Sebelumnya memang Badrun sempat curiga dengan kelakuan warga yang tiap minggu sekali mengadakan sebuah acara tertutup namun ramai pengunjung. Acara tersebut diadakan di tepi jurang dekat rumah Suparman. Setiap malam hari pasti tempat itu ramai sekali dikunjungi orang. Tidak hanya orang dari dalam negeri, orang luar negeri pun berdatangan ke tempat itu. Dan yang menariknya lagi ada papan nama besar terpampang di atas pintu masuk tempat mengerikan itu. Tulisannya “Surga”.

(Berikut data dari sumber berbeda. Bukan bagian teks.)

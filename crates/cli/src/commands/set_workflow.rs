use serde_json::json;

use crate::commands::{
    application_failure, audit_context, execute, open_pool, workflow_service, CommandResult,
    Failure,
};
use quoteflow_core::domain::persona::PersonaCatalog;
use quoteflow_core::domain::quote::QuoteId;
use quoteflow_core::domain::workflow::StepId;
use quoteflow_core::workflow::{AppendOutcome, WorkflowDraft};

/// Builds a draft from persona ids in order, then replaces the quote's workflow with it.
///
/// `assignees` holds `persona=Name` overrides. Repeated personas are dropped with a
/// notice, matching the step editor.
pub fn run(quote_id: String, personas: Vec<String>, assignees: Vec<String>) -> CommandResult {
    execute("set-workflow", |config| async move {
        let (draft, notices) = build_draft(&personas, &assignees)?;
        let quote_id = QuoteId(quote_id);
        let audit = audit_context(&quote_id);

        let pool = open_pool(&config).await?;
        let replaced =
            workflow_service(&pool).replace_workflow(&quote_id, draft.steps(), &audit).await;
        pool.close().await;

        let quote = replaced.map_err(|error| application_failure(error, &audit.correlation_id))?;
        let mut message =
            format!("workflow of {quote_id} replaced with {} steps", quote.workflow.len());
        for notice in &notices {
            message.push_str("; ");
            message.push_str(notice);
        }
        Ok((message, Some(json!(quote))))
    })
}

fn build_draft(
    personas: &[String],
    assignees: &[String],
) -> Result<(WorkflowDraft, Vec<String>), Failure> {
    let catalog = PersonaCatalog::standard();
    let mut draft = WorkflowDraft::new();
    let mut notices = Vec::new();

    for persona in personas {
        match draft.append(&catalog, persona) {
            Ok(AppendOutcome::Added { .. }) => {}
            Ok(AppendOutcome::AlreadyPresent { name, .. }) => {
                notices.push(format!("{name} is already in the workflow"));
            }
            Err(error) => return Err(("validation", error.to_string(), 6)),
        }
    }

    for entry in assignees {
        let Some((persona, name)) = entry.split_once('=') else {
            return Err((
                "validation",
                format!("assignee override `{entry}` must look like persona=Name"),
                6,
            ));
        };
        if !draft.set_assignee(&StepId::from(persona.trim()), name.trim()) {
            return Err((
                "validation",
                format!("no `{}` step to assign in the workflow", persona.trim()),
                6,
            ));
        }
    }

    Ok((draft, notices))
}

#[cfg(test)]
mod tests {
    use super::build_draft;

    fn strings(values: &[&str]) -> Vec<String> {
        values.iter().map(|value| value.to_string()).collect()
    }

    #[test]
    fn duplicates_are_dropped_with_notice() {
        let (draft, notices) =
            build_draft(&strings(&["pricing", "quoting", "pricing"]), &[]).expect("draft");

        assert_eq!(draft.steps().len(), 2);
        assert_eq!(notices, ["Pricing Review is already in the workflow"]);
    }

    #[test]
    fn assignee_overrides_apply_to_named_steps() {
        let (draft, _) = build_draft(
            &strings(&["pricing", "billing"]),
            &strings(&["billing = Dana Ortiz"]),
        )
        .expect("draft");

        assert_eq!(draft.steps()[1].assignee.as_deref(), Some("Dana Ortiz"));
    }

    #[test]
    fn unknown_persona_and_bad_overrides_fail() {
        assert!(build_draft(&strings(&["astrology"]), &[]).is_err());
        assert!(build_draft(&strings(&["pricing"]), &strings(&["billing=Dana"])).is_err());
        assert!(build_draft(&strings(&["pricing"]), &strings(&["pricing"])).is_err());
    }
}
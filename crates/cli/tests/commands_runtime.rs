use std::env;
use std::sync::{Mutex, OnceLock};

use quoteflow_cli::commands::{advance, config, migrate, quotes, seed, set_workflow};
use serde_json::Value;
use tempfile::TempDir;

#[test]
fn migrate_returns_success_with_valid_env() {
    with_env(&[("QUOTEFLOW_DATABASE_URL", "sqlite::memory:")], || {
        let result = migrate::run();
        assert_eq!(result.exit_code, 0, "expected successful migrate run");

        let payload = parse_payload(&result.output);
        assert_eq!(payload["command"], "migrate");
        assert_eq!(payload["status"], "ok");
    });
}

#[test]
fn migrate_returns_config_failure_for_unsupported_database() {
    with_env(&[("QUOTEFLOW_DATABASE_URL", "postgres://localhost/quotes")], || {
        let result = migrate::run();
        assert_eq!(result.exit_code, 2, "expected config validation failure code");

        let payload = parse_payload(&result.output);
        assert_eq!(payload["status"], "error");
        assert_eq!(payload["error_class"], "config_validation");
    });
}

#[test]
fn seed_is_idempotent_across_runs() {
    with_database(|| {
        let first = seed::run();
        assert_eq!(first.exit_code, 0, "expected first seed invocation success");
        let first_payload = parse_payload(&first.output);
        let inserted = first_payload["data"]["inserted"].as_array().map(Vec::len).unwrap_or(0);
        assert!(inserted > 0, "first run should insert demo quotes");

        let second = seed::run();
        assert_eq!(second.exit_code, 0, "expected second seed invocation success");
        let second_payload = parse_payload(&second.output);
        assert_eq!(second_payload["data"]["inserted"], Value::Array(Vec::new()));
        assert_eq!(
            second_payload["data"]["skipped"].as_array().map(Vec::len).unwrap_or(0),
            inserted
        );
    });
}

#[test]
fn quotes_lists_filtered_results_with_stats() {
    with_database(|| {
        assert_eq!(seed::run().exit_code, 0);

        let result = quotes::run(None, Some("approved".to_string()), None);
        assert_eq!(result.exit_code, 0);

        let payload = parse_payload(&result.output);
        let listed = payload["data"]["quotes"].as_array().cloned().unwrap_or_default();
        assert!(!listed.is_empty());
        assert!(listed.iter().all(|quote| quote["status"] == "approved"));
        assert!(payload["data"]["stats"]["totalQuotes"].as_u64().unwrap_or(0) >= listed.len() as u64);

        let invalid = quotes::run(None, None, Some("sideways".to_string()));
        assert_eq!(invalid.exit_code, 6);
        assert_eq!(parse_payload(&invalid.output)["error_class"], "validation");
    });
}

#[test]
fn advance_walks_workflow_and_reports_conflicts() {
    with_database(|| {
        assert_eq!(seed::run().exit_code, 0);

        let result = advance::run("Q-2025-001".to_string(), "quoting".to_string());
        assert_eq!(result.exit_code, 0, "{}", result.output);
        let payload = parse_payload(&result.output);
        assert_eq!(payload["data"]["currentStep"], "contract-creation");

        let again = advance::run("Q-2025-001".to_string(), "quoting".to_string());
        assert_eq!(again.exit_code, 8);
        assert_eq!(parse_payload(&again.output)["error_class"], "conflict");

        let missing = advance::run("Q-404".to_string(), "quoting".to_string());
        assert_eq!(missing.exit_code, 7);
        assert_eq!(parse_payload(&missing.output)["message"], "Quote not found");

        let last = advance::run("Q-2025-001".to_string(), "contract-creation".to_string());
        assert_eq!(last.exit_code, 0);
        let payload = parse_payload(&last.output);
        assert_eq!(payload["data"]["status"], "approved");
        assert_eq!(payload["data"]["currentStep"], Value::Null);
    });
}

#[test]
fn set_workflow_replaces_steps_and_notes_duplicates() {
    with_database(|| {
        assert_eq!(seed::run().exit_code, 0);

        let result = set_workflow::run(
            "Q-2025-002".to_string(),
            vec!["configuration".to_string(), "billing".to_string(), "configuration".to_string()],
            vec!["billing=Dana Ortiz".to_string()],
        );
        assert_eq!(result.exit_code, 0, "{}", result.output);

        let payload = parse_payload(&result.output);
        let message = payload["message"].as_str().unwrap_or("");
        assert!(message.contains("Product Configuration is already in the workflow"));
        assert_eq!(payload["data"]["status"], "pending");
        assert_eq!(payload["data"]["currentStep"], "billing");
        assert_eq!(payload["data"]["workflow"][1]["assignee"], "Dana Ortiz");

        let empty = set_workflow::run("Q-2025-002".to_string(), Vec::new(), Vec::new());
        assert_eq!(empty.exit_code, 6);
        assert_eq!(
            parse_payload(&empty.output)["message"],
            "Workflow must have at least one step"
        );
    });
}

#[test]
fn config_reports_env_sources() {
    with_env(&[("QUOTEFLOW_SERVER_PORT", "4321")], || {
        let output = config::run();
        assert!(output.contains("- server.port = 4321 (source: env (QUOTEFLOW_SERVER_PORT))"));
        assert!(output.contains("- logging.level = info (source: default)"));
    });
}

fn parse_payload(output: &str) -> Value {
    serde_json::from_str(output).unwrap_or_else(|error| {
        panic!("expected JSON command output, got `{output}`: {error}");
    })
}

fn with_database(test_fn: impl FnOnce()) {
    let dir = TempDir::new().expect("tempdir");
    let url = format!("sqlite://{}?mode=rwc", dir.path().join("quoteflow.db").display());
    with_env(&[("QUOTEFLOW_DATABASE_URL", url.as_str())], test_fn);
}

fn with_env(vars: &[(&str, &str)], test_fn: impl FnOnce()) {
    static ENV_LOCK: OnceLock<Mutex<()>> = OnceLock::new();
    let _guard =
        ENV_LOCK.get_or_init(|| Mutex::new(())).lock().expect("env mutex should not be poisoned");

    let keys = [
        "QUOTEFLOW_DATABASE_URL",
        "QUOTEFLOW_DATABASE_MAX_CONNECTIONS",
        "QUOTEFLOW_DATABASE_TIMEOUT_SECS",
        "QUOTEFLOW_SERVER_BIND_ADDRESS",
        "QUOTEFLOW_SERVER_PORT",
        "PORT",
        "QUOTEFLOW_SERVER_GRACEFUL_SHUTDOWN_SECS",
        "QUOTEFLOW_LOGGING_LEVEL",
        "QUOTEFLOW_LOGGING_FORMAT",
        "QUOTEFLOW_LOG_LEVEL",
        "QUOTEFLOW_LOG_FORMAT",
        "QUOTEFLOW_WORKFLOW_SEED_DEMO_DATA",
    ];

    let previous_values: Vec<(&str, Option<String>)> =
        keys.iter().map(|key| (*key, env::var(key).ok())).collect();

    for key in &keys {
        env::remove_var(key);
    }
    for (key, value) in vars {
        env::set_var(key, value);
    }

    test_fn();

    for (key, value) in previous_values {
        if let Some(value) = value {
            env::set_var(key, value);
        } else {
            env::remove_var(key);
        }
    }
}
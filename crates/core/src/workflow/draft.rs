use crate::domain::persona::PersonaCatalog;
use crate::domain::workflow::StepId;
use crate::workflow::engine::{StepDraft, WorkflowError};

#[derive(Clone, Debug, PartialEq, Eq)]
pub enum AppendOutcome {
    Added { step_id: StepId, assignee: String },
    /// Advisory only: the persona is already part of the draft and nothing was added.
    AlreadyPresent { step_id: StepId, name: String },
}

/// In-progress step sequence assembled by an editor before it is submitted as a full
/// replacement.
#[derive(Clone, Debug, Default, PartialEq, Eq)]
pub struct WorkflowDraft {
    steps: Vec<StepDraft>,
}

impl WorkflowDraft {
    pub fn new() -> Self {
        Self::default()
    }

    pub fn append(
        &mut self,
        catalog: &PersonaCatalog,
        persona_id: &str,
    ) -> Result<AppendOutcome, WorkflowError> {
        let persona = catalog
            .get(persona_id)
            .ok_or_else(|| WorkflowError::UnknownPersona { persona_id: StepId::from(persona_id) })?;
        let step_id = StepId::from(persona.id);

        if self.position(&step_id).is_some() {
            return Ok(AppendOutcome::AlreadyPresent { step_id, name: persona.name.to_owned() });
        }

        let assignee = persona.default_assignee.to_owned();
        self.steps.push(StepDraft { id: step_id.clone(), assignee: Some(assignee.clone()) });
        Ok(AppendOutcome::Added { step_id, assignee })
    }

    pub fn remove(&mut self, step_id: &StepId) -> bool {
        match self.position(step_id) {
            Some(index) => {
                self.steps.remove(index);
                true
            }
            None => false,
        }
    }

    /// Moves a step to `to`, clamped to the end of the sequence.
    pub fn move_step(&mut self, step_id: &StepId, to: usize) -> bool {
        let Some(from) = self.position(step_id) else {
            return false;
        };
        let step = self.steps.remove(from);
        let to = to.min(self.steps.len());
        self.steps.insert(to, step);
        true
    }

    pub fn set_assignee(&mut self, step_id: &StepId, assignee: impl Into<String>) -> bool {
        match self.steps.iter_mut().find(|step| &step.id == step_id) {
            Some(step) => {
                step.assignee = Some(assignee.into());
                true
            }
            None => false,
        }
    }

    pub fn steps(&self) -> &[StepDraft] {
        &self.steps
    }

    pub fn is_empty(&self) -> bool {
        self.steps.is_empty()
    }

    fn position(&self, step_id: &StepId) -> Option<usize> {
        self.steps.iter().position(|step| &step.id == step_id)
    }
}

#[cfg(test)]
mod tests {
    use crate::domain::persona::PersonaCatalog;
    use crate::domain::workflow::StepId;
    use crate::workflow::draft::{AppendOutcome, WorkflowDraft};
    use crate::workflow::engine::WorkflowError;

    fn ids(draft: &WorkflowDraft) -> Vec<&str> {
        draft.steps().iter().map(|step| step.id.as_str()).collect()
    }

    #[test]
    fn append_uses_persona_default_assignee() {
        let catalog = PersonaCatalog::standard();
        let mut draft = WorkflowDraft::new();

        let outcome = draft.append(&catalog, "contract-negotiation").expect("known persona");

        assert_eq!(
            outcome,
            AppendOutcome::Added {
                step_id: StepId::from("contract-negotiation"),
                assignee: "Chief Revenue Officer".to_owned(),
            }
        );
    }

    #[test]
    fn duplicate_append_is_advisory_and_adds_nothing() {
        let catalog = PersonaCatalog::standard();
        let mut draft = WorkflowDraft::new();
        draft.append(&catalog, "pricing").expect("first append");

        let outcome = draft.append(&catalog, "pricing").expect("duplicate is not an error");

        assert!(matches!(outcome, AppendOutcome::AlreadyPresent { ref name, .. } if name == "Pricing Review"));
        assert_eq!(ids(&draft), ["pricing"]);
    }

    #[test]
    fn unknown_persona_is_rejected() {
        let mut draft = WorkflowDraft::new();
        let error = draft.append(&PersonaCatalog::standard(), "ghost").expect_err("unknown");
        assert!(matches!(error, WorkflowError::UnknownPersona { .. }));
        assert!(draft.is_empty());
    }

    #[test]
    fn reorder_remove_and_reassign() {
        let catalog = PersonaCatalog::standard();
        let mut draft = WorkflowDraft::new();
        for id in ["configuration", "pricing", "quoting", "billing"] {
            draft.append(&catalog, id).expect("append");
        }

        assert!(draft.move_step(&StepId::from("billing"), 1));
        assert!(draft.remove(&StepId::from("quoting")));
        assert!(draft.set_assignee(&StepId::from("pricing"), "Priya Finance"));
        assert!(!draft.remove(&StepId::from("renewal")));
        assert!(draft.move_step(&StepId::from("configuration"), 99));

        assert_eq!(ids(&draft), ["billing", "pricing", "configuration"]);
        assert_eq!(draft.steps()[1].assignee.as_deref(), Some("Priya Finance"));
    }
}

“Tempat ini memang selalu ramai pengunjung. Dari berbagai desa, kota, negara juga datang kemari untuk melakukan bunuh diri. Ada yang perorangan, ada yang masal, ada juga yang membawa teman-temannya atau saudaranya untuk melakukan itu.”

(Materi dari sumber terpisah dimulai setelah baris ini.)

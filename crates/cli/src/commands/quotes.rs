use serde_json::json;

use crate::commands::{application_failure, execute, open_pool, workflow_service, CommandResult};
use quoteflow_core::domain::quote::QuoteStatus;
use quoteflow_core::query::{QuoteQuery, QuoteSort};

pub fn run(search: Option<String>, status: Option<String>, sort: Option<String>) -> CommandResult {
    execute("quotes", |config| async move {
        let status = status
            .as_deref()
            .map(str::parse::<QuoteStatus>)
            .transpose()
            .map_err(|error| ("validation", error.to_string(), 6))?;
        let sort = sort
            .as_deref()
            .map(str::parse::<QuoteSort>)
            .transpose()
            .map_err(|error| ("validation", error.to_string(), 6))?;
        let query = QuoteQuery { search, status, sort };

        let pool = open_pool(&config).await?;
        let service = workflow_service(&pool);
        let listed = service.list_quotes(&query).await;
        let stats = service.stats().await;
        pool.close().await;

        let quotes = listed.map_err(|error| application_failure(error, "cli"))?;
        let stats = stats.map_err(|error| application_failure(error, "cli"))?;
        let message = format!("{} of {} quotes matched", quotes.len(), stats.total_quotes);
        Ok((message, Some(json!({ "quotes": quotes, "stats": stats }))))
    })
}
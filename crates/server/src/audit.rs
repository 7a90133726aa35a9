use quoteflow_core::audit::{AuditEvent, AuditOutcome, AuditSink};
use tracing::{info, warn};

/// Forwards audit events to the structured log.
#[derive(Clone, Copy, Debug, Default)]
pub struct TracingAuditSink;

impl AuditSink for TracingAuditSink {
    fn emit(&self, event: AuditEvent) {
        let quote_id = event.quote_id.as_ref().map(|id| id.0.as_str()).unwrap_or("unknown");
        let metadata = serde_json::to_string(&event.metadata).unwrap_or_default();

        match event.outcome {
            AuditOutcome::Success => info!(
                event_name = %event.event_type,
                correlation_id = %event.correlation_id,
                quote_id = %quote_id,
                actor = %event.actor,
                audit_event_id = %event.event_id,
                metadata = %metadata,
                "audit"
            ),
            AuditOutcome::Rejected | AuditOutcome::Failed => warn!(
                event_name = %event.event_type,
                correlation_id = %event.correlation_id,
                quote_id = %quote_id,
                actor = %event.actor,
                audit_event_id = %event.event_id,
                outcome = ?event.outcome,
                metadata = %metadata,
                "audit"
            ),
        }
    }
}

#[cfg(test)]
mod tests {
    use quoteflow_core::audit::{AuditCategory, AuditEvent, AuditOutcome, AuditSink};
    use quoteflow_core::domain::quote::QuoteId;

    use super::TracingAuditSink;

    #[test]
    fn emitting_without_subscriber_is_harmless() {
        let sink = TracingAuditSink;
        sink.emit(
            AuditEvent::new(
                Some(QuoteId("Q-1".to_owned())),
                "corr",
                "workflow.step_completed",
                AuditCategory::Workflow,
                "tester",
                AuditOutcome::Success,
            )
            .with_metadata("step_id", "pricing"),
        );
        sink.emit(AuditEvent::new(
            None,
            "corr",
            "workflow.step_rejected",
            AuditCategory::Workflow,
            "tester",
            AuditOutcome::Rejected,
        ));
    }
}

“Gila! Dunia ini memang kejam. Sudah gila orang-orang itu!”
“Pak, siapa yang bisa melawan penyakit? Semua penyakit datang kapan saja. Termasuk penyakit gila. Orang lagi tidur kemudian tiba-tiba rumahnya mendadak kebakaran. Barang-barangnya ludes. Ketika iman sudah hilang, ya… mau bagaimana lagi? Gila pun datang. Akhirnya orang itu gila mendadak. Dan saat gila seperti itu, apa ada orang lain mau menolongnya? Orang lain malah justru menjauhinya, kan?”
“Tapi pasti ada pilihan lain selain mati bunuh diri.”
“Ya, itu kan pikiran kita yang masih waras. Saya juga bilang apa? Gila itu bisa datang kapan saja. Ketika akal sudah hilang dan hati sudah meredup pikiran kotor pun akan merasuk. Bunuh diri menjadi jalan pintas untuk mempercepat datangnya kebahagiaan di surga kelak.”
“Surga katamu? Mana mungkin ada surga apabila seorang itu mati dengan cara bunuh diri. Omong kosong!”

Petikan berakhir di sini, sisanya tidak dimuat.